O primeiro-ministro da Índia, por meio de suas táticas abertamente fascistas, descobriu o segredo para superar o empecilho gerado pelo eleitorado camponês. Ele e seu partido têm vitória praticamente garantida nas urnas, pois a população Hindu é muito mais numerosa que a muçulmana. Dessa forma, evita prestar contas e, por meio de subterfúgios e atitudes traiçoeiras, conseguem passar leis antitrabalhistas sem grande resistência no parlamento. A Índia, assim, vem sofrido uma série de privatizações e medidas de "austeridade" pelos últimos anos, e que têm devastado o País, e cuja forma mais emblemática é a quantidade horrorizante de suicídios de camponeses que são esmagados pela invasão do livre-mercado em todos os aspectos de suas vidas.
As derrotas dos trabalhadores e camponeses foram inúmeras nos últimos anos, e em 2020, com a crise dramática do Covid-19, foi particularmente brutal. Modi, como bom abutre capitalista, percebeu a oportunidade para finalmente destruir o sistema de subsídios aos camponeses: durante a crise da pandemia, o público não perceberia a destruição do que resta do estado de bem-estar social indiano. Nisso, ele errou: em meados de novembro de 2020, em meio as tentativas descaradas de acabar com os subsídios, uma greve de camponeses imensa, estimada em 250 milhões de pessoas e, portanto, a maior da história do mundo, estourou. Os camponeses e os trabalhadores solidários à causa bloquearam rodovias, ameaçaram adentrar, em peso, em Nova Delhi, e lutaram contra a Polícia e o Exército. Essa greve continua até agora, mais de três meses depois, sofrendo uma brutalidade impressionante dos agentes do Estado.

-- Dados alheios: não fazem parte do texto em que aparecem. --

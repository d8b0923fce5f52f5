//! Append-oriented buffer that regrows between frames.
//!
//! Intended for per-frame streams (draw parameters, transient vertex data)
//! whose size is discovered while recording. Elements are appended with
//! [`GrowthBuffer::push`]; [`GrowthBuffer::new_frame`] rewinds the cursor
//! and regrows the storage if the previous frame filled it exactly.

use std::marker::PhantomData;

use bytemuck::Pod;

use crate::driver::Driver;
use crate::error::GraphicsError;
use crate::handle::{Dispose, GpuResource, RawHandle};
use crate::types::UsageHint;

/// A typed append buffer with geometric regrowth.
pub struct GrowthBuffer<T: Pod> {
    handle: RawHandle,
    capacity: usize,
    cursor: usize,
    usage: UsageHint,
    _marker: PhantomData<T>,
}

impl<T: Pod> GrowthBuffer<T> {
    const STRIDE: usize = std::mem::size_of::<T>();

    /// Allocate with an initial element capacity.
    pub fn new(
        driver: &mut dyn Driver,
        capacity: usize,
        usage: UsageHint,
    ) -> Result<Self, GraphicsError> {
        if capacity < 1 {
            return Err(GraphicsError::EmptyAllocation(format!(
                "{capacity} elements requested"
            )));
        }
        let handle = driver.create_buffer();
        driver.buffer_data(handle, capacity * Self::STRIDE, None, usage)?;
        Ok(Self {
            handle,
            capacity,
            cursor: 0,
            usage,
            _marker: PhantomData,
        })
    }

    /// Append one element, growing the storage first if it is full.
    /// Returns the element's index.
    pub fn push(&mut self, driver: &mut dyn Driver, value: T) -> Result<usize, GraphicsError> {
        if self.cursor == self.capacity {
            self.grow(driver)?;
        }
        let index = self.cursor;
        driver.buffer_sub_data(
            self.handle,
            index * Self::STRIDE,
            bytemuck::bytes_of(&value),
        );
        self.cursor += 1;
        Ok(index)
    }

    /// Rewind the cursor for a new frame. If the previous frame filled the
    /// buffer exactly, grow now so the first pushes of the next frame do
    /// not stall on a reallocation.
    pub fn new_frame(&mut self, driver: &mut dyn Driver) -> Result<(), GraphicsError> {
        if self.cursor == self.capacity {
            self.grow(driver)?;
        }
        self.cursor = 0;
        Ok(())
    }

    /// Grow capacity by half, preserving contents up to the cursor.
    fn grow(&mut self, driver: &mut dyn Driver) -> Result<(), GraphicsError> {
        let new_capacity = (self.capacity * 3 / 2).max(self.capacity + 1);
        log::trace!(
            "growth buffer {}: capacity {} -> {}",
            self.handle,
            self.capacity,
            new_capacity
        );
        let new_handle = driver.create_buffer();
        driver.buffer_data(new_handle, new_capacity * Self::STRIDE, None, self.usage)?;
        if self.cursor > 0 {
            driver.copy_buffer_sub_data(self.handle, new_handle, 0, 0, self.cursor * Self::STRIDE);
        }
        driver.delete_buffer(self.handle);
        self.handle = new_handle;
        self.capacity = new_capacity;
        Ok(())
    }

    /// Read back the elements pushed so far this frame.
    pub fn read(&self, driver: &mut dyn Driver) -> Vec<T> {
        let bytes = driver.read_buffer_sub_data(self.handle, 0, self.cursor * Self::STRIDE);
        let mut out = vec![T::zeroed(); self.cursor];
        bytemuck::cast_slice_mut::<T, u8>(&mut out).copy_from_slice(&bytes);
        out
    }

    /// Elements pushed since the last [`GrowthBuffer::new_frame`].
    pub fn len(&self) -> usize {
        self.cursor
    }

    /// Returns true if nothing has been pushed this frame.
    pub fn is_empty(&self) -> bool {
        self.cursor == 0
    }

    /// Current element capacity.
    pub fn capacity(&self) -> usize {
        self.capacity
    }

    /// Allocated size in bytes.
    pub fn memory_size(&self) -> usize {
        self.capacity * Self::STRIDE
    }
}

impl<T: Pod> GpuResource for GrowthBuffer<T> {
    fn raw_handle(&self) -> RawHandle {
        self.handle
    }
}

impl<T: Pod> Dispose for GrowthBuffer<T> {
    fn dispose(&mut self, driver: &mut dyn Driver) {
        if self.handle.is_valid() {
            driver.delete_buffer(self.handle);
            self.handle = RawHandle::NONE;
            self.capacity = 0;
            self.cursor = 0;
        }
    }
}

#[cfg(test)]
mod tests {
    use super::*;
    use crate::driver::NullDriver;

    #[test]
    fn test_push_grows_and_preserves() {
        let mut driver = NullDriver::new();
        let mut buffer =
            GrowthBuffer::<u32>::new(&mut driver, 4, UsageHint::DynamicDraw).unwrap();

        for v in [10u32, 20, 30, 40, 50] {
            buffer.push(&mut driver, v).unwrap();
        }
        // 4 * 3 / 2
        assert_eq!(buffer.capacity(), 6);
        assert_eq!(buffer.len(), 5);
        assert_eq!(buffer.read(&mut driver), [10, 20, 30, 40, 50]);
    }

    #[test]
    fn test_new_frame_rewinds() {
        let mut driver = NullDriver::new();
        let mut buffer =
            GrowthBuffer::<u32>::new(&mut driver, 4, UsageHint::StreamDraw).unwrap();

        buffer.push(&mut driver, 1).unwrap();
        buffer.push(&mut driver, 2).unwrap();
        buffer.new_frame(&mut driver).unwrap();
        assert!(buffer.is_empty());
        assert_eq!(buffer.capacity(), 4);

        assert_eq!(buffer.push(&mut driver, 3).unwrap(), 0);
    }

    #[test]
    fn test_new_frame_grows_when_exactly_full() {
        let mut driver = NullDriver::new();
        let mut buffer =
            GrowthBuffer::<u8>::new(&mut driver, 2, UsageHint::StreamDraw).unwrap();

        buffer.push(&mut driver, 1).unwrap();
        buffer.push(&mut driver, 2).unwrap();
        buffer.new_frame(&mut driver).unwrap();
        assert_eq!(buffer.capacity(), 3);
        assert!(buffer.is_empty());
    }

    #[test]
    fn test_tiny_capacity_still_grows() {
        let mut driver = NullDriver::new();
        let mut buffer =
            GrowthBuffer::<u8>::new(&mut driver, 1, UsageHint::StreamDraw).unwrap();

        // 1 * 3 / 2 rounds down to 1; growth must still make progress.
        buffer.push(&mut driver, 1).unwrap();
        buffer.push(&mut driver, 2).unwrap();
        assert_eq!(buffer.capacity(), 2);
        assert_eq!(buffer.read(&mut driver), [1, 2]);
    }

    #[test]
    fn test_old_handle_is_deleted_on_growth() {
        let mut driver = NullDriver::new();
        let mut buffer =
            GrowthBuffer::<u32>::new(&mut driver, 2, UsageHint::DynamicDraw).unwrap();
        let first = buffer.raw_handle();

        buffer.push(&mut driver, 1).unwrap();
        buffer.push(&mut driver, 2).unwrap();
        buffer.push(&mut driver, 3).unwrap();
        assert_ne!(buffer.raw_handle(), first);
        assert_eq!(driver.buffer_count(), 1);
    }
}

Agora, no último dia 15 de março, os bancários indianos convocaram uma greve contra as privatizações dos bancos públicos que ainda restam na Índia. O movimento se junta à greve dos camponeses e a uma série de outras greves que tiveram início nos primeiros meses de 2021. A luta de classes efervesce e os trabalhadores batalham com “unhas e dentes” para preservar os poucos direitos que ainda lhes restam.
O importante a se tirar de tudo isso são duas verdades elementares do capitalismo tardio. A primeira é que, em meio à maior crise que o sistema capitalista já sofreu, a burguesia e o grande capital está desesperada para destruir tudo o que resta dos direitos trabalhistas e do Estado para a preservação da sacrossanta taxa de lucro. A segunda é que essa destruição é, em grande medida, inviável por meios democráticos: o povo resiste a tentativas de invasão do mercado, que ameaça tornar tudo que existe em mera mercadoria e a vida em dura batalha sem fim pela "sobrevivência do mais forte". Assim, as medidas neoliberais são realizadas por governos que não obedecem aos preceitos democráticos, ou seja, os governos fascistas e ditatoriais. Desta forma, o capitalismo revela a sua verdadeira face e sua real e última natureza: é a força que busca privatizar e vender tudo que existe, que busca destruir todos os laços humanos para a manutenção de um sistema de produção de desigualdade social ao ponto da destruição do planeta. Cada passo para a manutenção desse sistema aumenta suas contradições internas, até o ponto de sua dissolução, seja pela catástrofe apocalíptica, seja pela revolução bem-sucedida. Lutemos, portanto, ao lado dos trabalhadores da Índia e de todo o mundo pela revolução, caso contrário, apenas a catástrofe restará.